*Exercise description*: Without any alteration, retype the records that appear below.
Segment Start: Dataset content
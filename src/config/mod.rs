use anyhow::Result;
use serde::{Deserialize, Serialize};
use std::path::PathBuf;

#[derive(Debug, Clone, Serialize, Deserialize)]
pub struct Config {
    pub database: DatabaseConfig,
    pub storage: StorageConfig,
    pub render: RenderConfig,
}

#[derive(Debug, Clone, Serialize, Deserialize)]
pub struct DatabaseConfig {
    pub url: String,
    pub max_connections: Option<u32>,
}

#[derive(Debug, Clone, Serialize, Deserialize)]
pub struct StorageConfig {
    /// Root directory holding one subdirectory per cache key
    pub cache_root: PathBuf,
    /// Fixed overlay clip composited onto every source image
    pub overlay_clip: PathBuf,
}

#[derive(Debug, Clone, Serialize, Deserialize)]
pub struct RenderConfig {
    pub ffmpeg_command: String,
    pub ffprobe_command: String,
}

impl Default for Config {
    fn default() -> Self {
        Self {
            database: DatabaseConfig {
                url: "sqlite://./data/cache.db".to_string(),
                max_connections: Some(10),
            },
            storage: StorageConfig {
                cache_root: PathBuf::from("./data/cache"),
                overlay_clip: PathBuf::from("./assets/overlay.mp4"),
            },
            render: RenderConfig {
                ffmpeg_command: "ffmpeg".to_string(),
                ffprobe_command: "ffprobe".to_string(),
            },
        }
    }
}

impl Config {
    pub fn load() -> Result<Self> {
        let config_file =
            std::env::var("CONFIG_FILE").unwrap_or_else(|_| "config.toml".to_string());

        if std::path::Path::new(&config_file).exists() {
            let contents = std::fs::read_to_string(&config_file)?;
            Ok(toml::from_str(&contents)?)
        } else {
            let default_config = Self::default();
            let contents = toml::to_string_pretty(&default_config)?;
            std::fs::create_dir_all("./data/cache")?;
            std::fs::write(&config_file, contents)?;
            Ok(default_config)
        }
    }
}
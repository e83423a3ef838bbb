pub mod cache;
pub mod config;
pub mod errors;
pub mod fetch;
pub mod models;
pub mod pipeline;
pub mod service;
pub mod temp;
Segment End: Dataset content
*Task result*:
filename src/config/mod.rs
use anyhow::Result;
use serde::{Deserialize, Serialize};
use std::path::PathBuf;

#[derive(Debug, Clone, Serialize, Deserialize)]
pub struct Config {
    pub database: DatabaseConfig,
    pub storage: StorageConfig,
    pub render: RenderConfig,
}

#[derive(Debug, Clone, Serialize, Deserialize)]
pub struct DatabaseConfig {
    pub url: String,
    pub max_connections: Option<u32>,
}

#[derive(Debug, Clone, Serialize, Deserialize)]
pub struct StorageConfig {
    /// Root directory holding one subdirectory per cache key
    pub cache_root: PathBuf,
    /// Fixed overlay clip composited onto every source image
    pub overlay_clip: PathBuf,
}

#[derive(Debug, Clone, Serialize, Deserialize)]
pub struct RenderConfig {
    pub ffmpeg_command: String,
    pub ffprobe_command: String,
}

impl Default for Config {
    fn default() -> Self {
        Self {
            database: DatabaseConfig {
                url: "sqlite://./data/cache.db".to_string(),
                max_connections: Some(10),
            },
            storage: StorageConfig {
                cache_root: PathBuf::from("./data/cache"),
                overlay_clip: PathBuf::from("./assets/overlay.mp4"),
            },
            render: RenderConfig {
                ffmpeg_command: "ffmpeg".to_string(),
                ffprobe_command: "ffprobe".to_string(),
            },
        }
    }
}

impl Config {
    pub fn load() -> Result<Self> {
        let config_file =
            std::env::var("CONFIG_FILE").unwrap_or_else(|_| "config.toml".to_string());

        if std::path::Path::new(&config_file).exists() {
            let contents = std::fs::read_to_string(&config_file)?;
            Ok(toml::from_str(&contents)?)
        } else {
            let default_config = Self::default();
            let contents = toml::to_string_pretty(&default_config)?;
            std::fs::create_dir_all("./data/cache")?;
            std::fs::write(&config_file, contents)?;
            Ok(default_config)
        }
    }
}
repository e83423a3ef838bbb
pub mod cache;
pub mod config;
pub mod errors;
pub mod fetch;
pub mod models;
pub mod pipeline;
pub mod service;
pub mod temp;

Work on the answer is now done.